(EXERCISE):
Scan the records below and say how many lines include the word "written", giving no other text.

(SOURCE MATERIAL):
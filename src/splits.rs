//! Mile pace reconstruction from split segments
//!
//! A segment of at least 1600 m is treated as one whole mile whose pace is
//! simply its moving time in minutes. Anything shorter is a partial mile: its
//! marker is the previous whole mile plus `distance / 1609`, and its pace is
//! scaled up by that fraction. The mile counter advances after every segment.
//! Only paces are rounded (4 decimals); markers keep full precision.

use crate::models::{KmSplitRow, MileSplitRow};
use crate::strava::{ActivityDetail, StravaSplit};
use crate::units::{meters_to_miles, round_to};

const WHOLE_MILE_THRESHOLD_M: f64 = 1600.0;
const METERS_PER_MILE: f64 = 1609.0;

/// Pace recorded at a mile marker
#[derive(Debug, Clone, Copy, PartialEq)]
pub struct MilePace {
  /// Index of the input segment this pace came from
  pub segment: usize,
  /// 1, 2, 3... for whole miles; fractional for a partial segment
  pub marker: f64,
  /// Minutes per mile
  pub pace: f64,
}

/// Distance in meters and moving time in seconds
#[derive(Debug, Clone, Copy, PartialEq)]
pub struct SplitSegment {
  pub distance: f64,
  pub moving_time: i64,
}

impl From<&StravaSplit> for SplitSegment {
  fn from(split: &StravaSplit) -> Self {
    Self {
      distance: split.distance,
      moving_time: split.moving_time,
    }
  }
}

/// Ordered marker -> pace mapping. Zero-length segments produce no marker.
pub fn mile_paces(segments: &[SplitSegment]) -> Vec<MilePace> {
  let mut paces = Vec::with_capacity(segments.len());
  let mut mile = 1.0_f64;

  for (index, segment) in segments.iter().enumerate() {
    let minutes = segment.moving_time as f64 / 60.0;

    if segment.distance < WHOLE_MILE_THRESHOLD_M {
      let fraction = segment.distance / METERS_PER_MILE;
      if fraction > 0.0 {
        paces.push(MilePace {
          segment: index,
          marker: (mile - 1.0) + fraction,
          pace: round_to(minutes / fraction, 4),
        });
      }
    } else {
      paces.push(MilePace {
        segment: index,
        marker: mile,
        pace: round_to(minutes, 4),
      });
    }

    mile += 1.0;
  }

  paces
}

/// Lowest pace; on a tie the earliest marker wins
pub fn fastest_mile(paces: &[MilePace]) -> Option<MilePace> {
  paces.iter().fold(None, |best: Option<MilePace>, candidate| match best {
    Some(b) if b.pace <= candidate.pace => Some(b),
    _ => Some(*candidate),
  })
}

/// ---------------------------------------------------------------------------
/// Split Rows
/// ---------------------------------------------------------------------------

pub fn km_split_rows(activity_id: i64, splits: &[StravaSplit]) -> Vec<KmSplitRow> {
  splits
    .iter()
    .map(|sp| KmSplitRow {
      activity_id,
      split: sp.split,
      distance: sp.distance,
      moving_time: sp.moving_time,
      elapsed_time: sp.elapsed_time,
      average_speed_ms: sp.average_speed,
      heartrate: sp.average_heartrate.map(|hr| round_to(hr, 2)),
      elevation_difference: sp.elevation_difference,
    })
    .collect()
}

/// Mile splits for one activity plus its fastest mile.
///
/// Native mile splits are used when Strava sent them; otherwise they are
/// derived from the kilometer splits.
pub fn mile_split_rows(detail: &ActivityDetail) -> (Vec<MileSplitRow>, Option<MilePace>) {
  let standard = detail.splits_standard.as_deref().unwrap_or_default();
  let metric = detail.splits_metric.as_deref().unwrap_or_default();

  let (source, derived) = if !standard.is_empty() {
    (standard, false)
  } else {
    (metric, true)
  };

  let segments: Vec<SplitSegment> = source.iter().map(SplitSegment::from).collect();
  let paces = mile_paces(&segments);
  let fastest = fastest_mile(&paces);

  let rows = if derived {
    paces
      .iter()
      .enumerate()
      .map(|(n, pace)| mile_row(detail.id, n as i64 + 1, &source[pace.segment], Some(pace), true))
      .collect()
  } else {
    source
      .iter()
      .enumerate()
      .map(|(index, sp)| {
        let pace = paces.iter().find(|p| p.segment == index);
        mile_row(detail.id, sp.split, sp, pace, false)
      })
      .collect()
  };

  (rows, fastest)
}

fn mile_row(
  activity_id: i64,
  split: i64,
  sp: &StravaSplit,
  pace: Option<&MilePace>,
  derived: bool,
) -> MileSplitRow {
  MileSplitRow {
    activity_id,
    split,
    distance: round_to(meters_to_miles(sp.distance), 4),
    moving_time: sp.moving_time,
    elapsed_time: sp.elapsed_time,
    average_speed_ms: sp.average_speed,
    heartrate: sp.average_heartrate.map(|hr| round_to(hr, 2)),
    elevation_difference: sp.elevation_difference,
    mile_marker: pace.map(|p| p.marker),
    pace_min_mile: pace.map(|p| p.pace),
    derived,
  }
}
//! One ingestion run, end to end
//!
//! fetch -> enrich -> validate -> resolve locations and gear -> normalize -> write.
//! Strictly sequential; all intermediate state belongs to the run.

use std::collections::HashSet;
use std::path::{Path, PathBuf};

use chrono::{DateTime, Local, NaiveDateTime, Utc};
use tracing::Instrument;

use crate::auth::AuthManager;
use crate::config::Config;
use crate::db::{self, DbPool};
use crate::enricher::{validate_batch, DetailEnricher, EnrichedActivity};
use crate::error::{RecordIssue, Result};
use crate::fetcher::{ActivityFetcher, FetchWindow};
use crate::gear::GearResolver;
use crate::geocode::NominatimGeocoder;
use crate::location::LocationResolver;
use crate::models::{Athlete, AthleteLookup, CoordKey};
use crate::normalize::normalize_batch;
use crate::replay::RawDump;
use crate::strava::StravaClient;
use crate::writer::Writer;

/// Everything a run needs, built once by the caller
pub struct RunContext {
  pub config: Config,
  pub db: DbPool,
  /// Local wall-clock start, used to name the backup file
  pub started_at: NaiveDateTime,
}

impl RunContext {
  pub fn new(config: Config, db: DbPool) -> Self {
    Self {
      config,
      db,
      started_at: Local::now().naive_local(),
    }
  }
}

#[derive(Debug, Default)]
pub struct SyncReport {
  pub athlete_id: i64,
  /// Activities returned by the list endpoint (or found in the dump)
  pub fetched: usize,
  pub appended: Vec<i64>,
  pub new_locations: usize,
  pub new_gear: usize,
  pub issues: Vec<RecordIssue>,
  pub backup: Option<PathBuf>,
}

/// Where gear metadata comes from
enum GearSource<'a> {
  Remote(&'a mut AuthManager),
  /// Only the gear summary inside each activity detail
  Embedded,
}

/// ---------------------------------------------------------------------------
/// Entry Points
/// ---------------------------------------------------------------------------

/// Incremental sync of one athlete against the live API
pub async fn run_sync(
  ctx: &RunContext,
  lookup: &AthleteLookup,
  before: Option<DateTime<Utc>>,
) -> Result<SyncReport> {
  let athlete = db::load_athlete(&ctx.db, lookup)
    .await
    .inspect_err(|e| tracing::error!(%lookup, error = %e, "Could not load athlete"))?;

  let span = tracing::info_span!("ingest_run", athlete_id = athlete.athlete_id, mode = "sync");
  async {
    sync_athlete(ctx, &athlete, before)
      .await
      .inspect_err(|e| tracing::error!(error = %e, "Ingestion run failed"))
  }
  .instrument(span)
  .await
}

/// Rebuild activities from a raw dump without calling the activity API
pub async fn run_replay(ctx: &RunContext, lookup: &AthleteLookup, dir: &Path) -> Result<SyncReport> {
  let athlete = db::load_athlete(&ctx.db, lookup).await?;

  let span = tracing::info_span!("ingest_run", athlete_id = athlete.athlete_id, mode = "replay");
  async {
    replay_athlete(ctx, &athlete, dir)
      .await
      .inspect_err(|e| tracing::error!(error = %e, "Replay failed"))
  }
  .instrument(span)
  .await
}

/// ---------------------------------------------------------------------------
/// Run Stages
/// ---------------------------------------------------------------------------

async fn sync_athlete(
  ctx: &RunContext,
  athlete: &Athlete,
  before: Option<DateTime<Utc>>,
) -> Result<SyncReport> {
  let config = &ctx.config;
  tracing::info!(athlete = %athlete.display_name(), "Starting ingestion run");

  let client = StravaClient::new(&config.strava_api_base, &config.strava_token_url);
  let mut auth = AuthManager::new(client, athlete.credentials(), athlete.refresh_token.clone());
  auth.refresh().await?;

  let dump = config.raw_dump_dir.as_ref().map(RawDump::new);

  let window = FetchWindow::from_cursor(&ctx.db, athlete.athlete_id, before).await?;
  let summaries = ActivityFetcher::new(config.per_page, config.max_pages)
    .fetch_all(&mut auth, window, dump.as_ref())
    .await?;
  let fetched = summaries.len();

  // Skip detail calls for anything already stored
  let persisted = db::persisted_activity_ids(&ctx.db, athlete.athlete_id).await?;
  let mut seen = HashSet::new();
  let summaries: Vec<_> = summaries
    .into_iter()
    .filter(|a| !persisted.contains(&a.id) && seen.insert(a.id))
    .collect();

  if summaries.is_empty() {
    tracing::info!(fetched, "No new activities");
    return Ok(SyncReport {
      athlete_id: athlete.athlete_id,
      fetched,
      ..SyncReport::default()
    });
  }

  let batch = DetailEnricher::new(config.detail_delay)
    .enrich(&mut auth, summaries, dump.as_ref())
    .await?;

  let mut report = finish_batch(ctx, athlete.athlete_id, batch, GearSource::Remote(&mut auth)).await?;
  report.fetched = fetched;
  Ok(report)
}

async fn replay_athlete(ctx: &RunContext, athlete: &Athlete, dir: &Path) -> Result<SyncReport> {
  let batch: Vec<EnrichedActivity> = RawDump::new(dir)
    .load_batch()?
    .into_iter()
    .filter(|a| a.summary.athlete.id == athlete.athlete_id)
    .collect();
  let fetched = batch.len();

  let mut report = finish_batch(ctx, athlete.athlete_id, batch, GearSource::Embedded).await?;
  report.fetched = fetched;
  Ok(report)
}

/// Shared tail of both modes: validate, resolve references, normalize, write
async fn finish_batch(
  ctx: &RunContext,
  athlete_id: i64,
  mut batch: Vec<EnrichedActivity>,
  gear_source: GearSource<'_>,
) -> Result<SyncReport> {
  let config = &ctx.config;
  let mut issues = validate_batch(&mut batch);

  // Locations
  let geocoder = NominatimGeocoder::new(&config.geocoder_base_url, &config.geocoder_user_agent)?;
  let mut locations = LocationResolver::load(&ctx.db, geocoder, config.geocoder_delay).await?;
  let coords = batch
    .iter()
    .filter_map(|a| CoordKey::from_latlng(a.summary.start_latlng.as_deref()));
  locations.resolve_all(&ctx.db, coords).await?;

  // Gear
  let mut gear = GearResolver::load(&ctx.db).await?;
  let new_gear = match gear_source {
    GearSource::Remote(auth) => {
      let ids = gear_ids(&batch);
      gear
        .resolve_all(&ctx.db, auth, ids.iter().map(String::as_str))
        .await?
    }
    GearSource::Embedded => {
      let summaries = batch
        .iter()
        .filter_map(|a| a.detail.as_ref().and_then(|d| d.gear.clone()));
      gear.resolve_from_summaries(&ctx.db, summaries).await?
    }
  };

  let (rows, mut normalize_issues) = normalize_batch(&batch);
  issues.append(&mut normalize_issues);
  for issue in &issues {
    tracing::warn!(activity_id = issue.activity_id(), "{}", issue);
  }

  let written = Writer::new(config.backup_dir.clone())
    .write(&ctx.db, athlete_id, rows, ctx.started_at)
    .await?;

  tracing::info!(
    appended = written.appended.len(),
    new_locations = locations.lookups(),
    new_gear = new_gear.len(),
    issues = issues.len(),
    "Ingestion run complete"
  );

  Ok(SyncReport {
    athlete_id,
    fetched: batch.len(),
    appended: written.appended,
    new_locations: locations.lookups(),
    new_gear: new_gear.len(),
    issues,
    backup: written.backup,
  })
}

/// Distinct gear ids referenced by the batch, in first-seen order
fn gear_ids(batch: &[EnrichedActivity]) -> Vec<String> {
  let mut seen = HashSet::new();
  batch
    .iter()
    .filter_map(|a| {
      a.summary
        .gear_id
        .clone()
        .or_else(|| a.detail.as_ref().and_then(|d| d.gear.as_ref().map(|g| g.id.clone())))
    })
    .filter(|id| seen.insert(id.clone()))
    .collect()
}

(TASK RESPONSE):
4